Stored data entries
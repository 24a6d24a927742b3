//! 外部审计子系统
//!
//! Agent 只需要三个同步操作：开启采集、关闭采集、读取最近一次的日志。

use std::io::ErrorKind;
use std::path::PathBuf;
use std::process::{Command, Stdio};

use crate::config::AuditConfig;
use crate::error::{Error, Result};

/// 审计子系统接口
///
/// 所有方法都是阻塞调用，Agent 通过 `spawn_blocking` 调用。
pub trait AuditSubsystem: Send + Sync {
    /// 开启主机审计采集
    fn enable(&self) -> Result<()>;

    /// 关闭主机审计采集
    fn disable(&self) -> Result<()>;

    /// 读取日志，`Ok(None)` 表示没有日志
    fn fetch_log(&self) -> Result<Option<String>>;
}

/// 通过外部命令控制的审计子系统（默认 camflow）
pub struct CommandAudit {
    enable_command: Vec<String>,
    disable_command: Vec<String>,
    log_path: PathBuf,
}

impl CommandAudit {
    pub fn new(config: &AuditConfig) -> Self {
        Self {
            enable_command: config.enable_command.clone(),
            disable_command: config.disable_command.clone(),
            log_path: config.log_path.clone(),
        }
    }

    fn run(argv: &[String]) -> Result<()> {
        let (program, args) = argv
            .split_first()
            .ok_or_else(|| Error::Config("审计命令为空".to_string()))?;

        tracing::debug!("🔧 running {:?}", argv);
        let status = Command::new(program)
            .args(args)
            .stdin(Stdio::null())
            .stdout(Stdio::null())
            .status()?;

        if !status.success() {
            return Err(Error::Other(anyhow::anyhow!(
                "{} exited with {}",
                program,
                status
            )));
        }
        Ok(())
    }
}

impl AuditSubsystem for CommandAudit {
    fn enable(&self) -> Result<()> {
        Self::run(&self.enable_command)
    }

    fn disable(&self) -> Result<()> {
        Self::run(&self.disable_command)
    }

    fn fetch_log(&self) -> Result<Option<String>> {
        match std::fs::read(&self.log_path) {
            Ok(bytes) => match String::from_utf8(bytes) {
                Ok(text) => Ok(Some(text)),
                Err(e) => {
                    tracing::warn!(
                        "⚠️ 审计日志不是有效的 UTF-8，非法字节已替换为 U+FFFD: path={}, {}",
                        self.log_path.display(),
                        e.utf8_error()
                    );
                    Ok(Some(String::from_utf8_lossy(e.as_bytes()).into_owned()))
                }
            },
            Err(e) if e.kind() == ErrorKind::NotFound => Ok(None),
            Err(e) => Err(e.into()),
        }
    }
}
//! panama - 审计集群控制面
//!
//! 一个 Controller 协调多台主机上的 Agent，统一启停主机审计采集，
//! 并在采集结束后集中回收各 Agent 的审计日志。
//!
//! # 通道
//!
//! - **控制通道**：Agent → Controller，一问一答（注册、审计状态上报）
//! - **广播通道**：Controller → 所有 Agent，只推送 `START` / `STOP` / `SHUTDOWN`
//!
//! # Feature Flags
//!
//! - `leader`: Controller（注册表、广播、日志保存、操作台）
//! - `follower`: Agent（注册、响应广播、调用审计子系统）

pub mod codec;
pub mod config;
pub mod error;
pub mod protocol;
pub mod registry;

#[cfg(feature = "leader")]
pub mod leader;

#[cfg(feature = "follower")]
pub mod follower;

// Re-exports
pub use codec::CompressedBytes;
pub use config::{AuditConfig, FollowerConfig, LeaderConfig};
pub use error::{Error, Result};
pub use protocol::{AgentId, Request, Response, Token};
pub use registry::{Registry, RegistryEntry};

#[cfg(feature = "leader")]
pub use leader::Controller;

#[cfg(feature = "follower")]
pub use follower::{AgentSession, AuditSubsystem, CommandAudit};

**Task details:** Transcribe the data in full, keeping every character.

**Problem solution:**
repository 24a6d24a927742b3
//! 外部审计子系统
//!
//! Agent 只需要三个同步操作：开启采集、关闭采集、读取最近一次的日志。

use std::io::ErrorKind;
use std::path::PathBuf;
use std::process::{Command, Stdio};

use crate::config::AuditConfig;
use crate::error::{Error, Result};

/// 审计子系统接口
///
/// 所有方法都是阻塞调用，Agent 通过 `spawn_blocking` 调用。
pub trait AuditSubsystem: Send + Sync {
    /// 开启主机审计采集
    fn enable(&self) -> Result<()>;

    /// 关闭主机审计采集
    fn disable(&self) -> Result<()>;

    /// 读取日志，`Ok(None)` 表示没有日志
    fn fetch_log(&self) -> Result<Option<String>>;
}

/// 通过外部命令控制的审计子系统（默认 camflow）
pub struct CommandAudit {
    enable_command: Vec<String>,
    disable_command: Vec<String>,
    log_path: PathBuf,
}

impl CommandAudit {
    pub fn new(config: &AuditConfig) -> Self {
        Self {
            enable_command: config.enable_command.clone(),
            disable_command: config.disable_command.clone(),
            log_path: config.log_path.clone(),
        }
    }

    fn run(argv: &[String]) -> Result<()> {
        let (program, args) = argv
            .split_first()
            .ok_or_else(|| Error::Config("审计命令为空".to_string()))?;

        tracing::debug!("🔧 running {:?}", argv);
        let status = Command::new(program)
            .args(args)
            .stdin(Stdio::null())
            .stdout(Stdio::null())
            .status()?;

        if !status.success() {
            return Err(Error::Other(anyhow::anyhow!(
                "{} exited with {}",
                program,
                status
            )));
        }
        Ok(())
    }
}

impl AuditSubsystem for CommandAudit {
    fn enable(&self) -> Result<()> {
        Self::run(&self.enable_command)
    }

    fn disable(&self) -> Result<()> {
        Self::run(&self.disable_command)
    }

    fn fetch_log(&self) -> Result<Option<String>> {
        match std::fs::read(&self.log_path) {
            Ok(bytes) => match String::from_utf8(bytes) {
                Ok(text) => Ok(Some(text)),
                Err(e) => {
                    tracing::warn!(
                        "⚠️ 审计日志不是有效的 UTF-8，非法字节已替换为 U+FFFD: path={}, {}",
                        self.log_path.display(),
                        e.utf8_error()
                    );
                    Ok(Some(String::from_utf8_lossy(e.as_bytes()).into_owned()))
                }
            },
            Err(e) if e.kind() == ErrorKind::NotFound => Ok(None),
            Err(e) => Err(e.into()),
        }
    }
}
//! panama - 审计集群控制面
//!
//! 一个 Controller 协调多台主机上的 Agent，统一启停主机审计采集，
//! 并在采集结束后集中回收各 Agent 的审计日志。
//!
//! # 通道
//!
//! - **控制通道**：Agent → Controller，一问一答（注册、审计状态上报）
//! - **广播通道**：Controller → 所有 Agent，只推送 `START` / `STOP` / `SHUTDOWN`
//!
//! # Feature Flags
//!
//! - `leader`: Controller（注册表、广播、日志保存、操作台）
//! - `follower`: Agent（注册、响应广播、调用审计子系统）

pub mod codec;
pub mod config;
pub mod error;
pub mod protocol;
pub mod registry;

#[cfg(feature = "leader")]
pub mod leader;

#[cfg(feature = "follower")]
pub mod follower;

// Re-exports
pub use codec::CompressedBytes;
pub use config::{AuditConfig, FollowerConfig, LeaderConfig};
pub use error::{Error, Result};
pub use protocol::{AgentId, Request, Response, Token};
pub use registry::{Registry, RegistryEntry};

#[cfg(feature = "leader")]
pub use leader::Controller;

#[cfg(feature = "follower")]
pub use follower::{AgentSession, AuditSubsystem, CommandAudit};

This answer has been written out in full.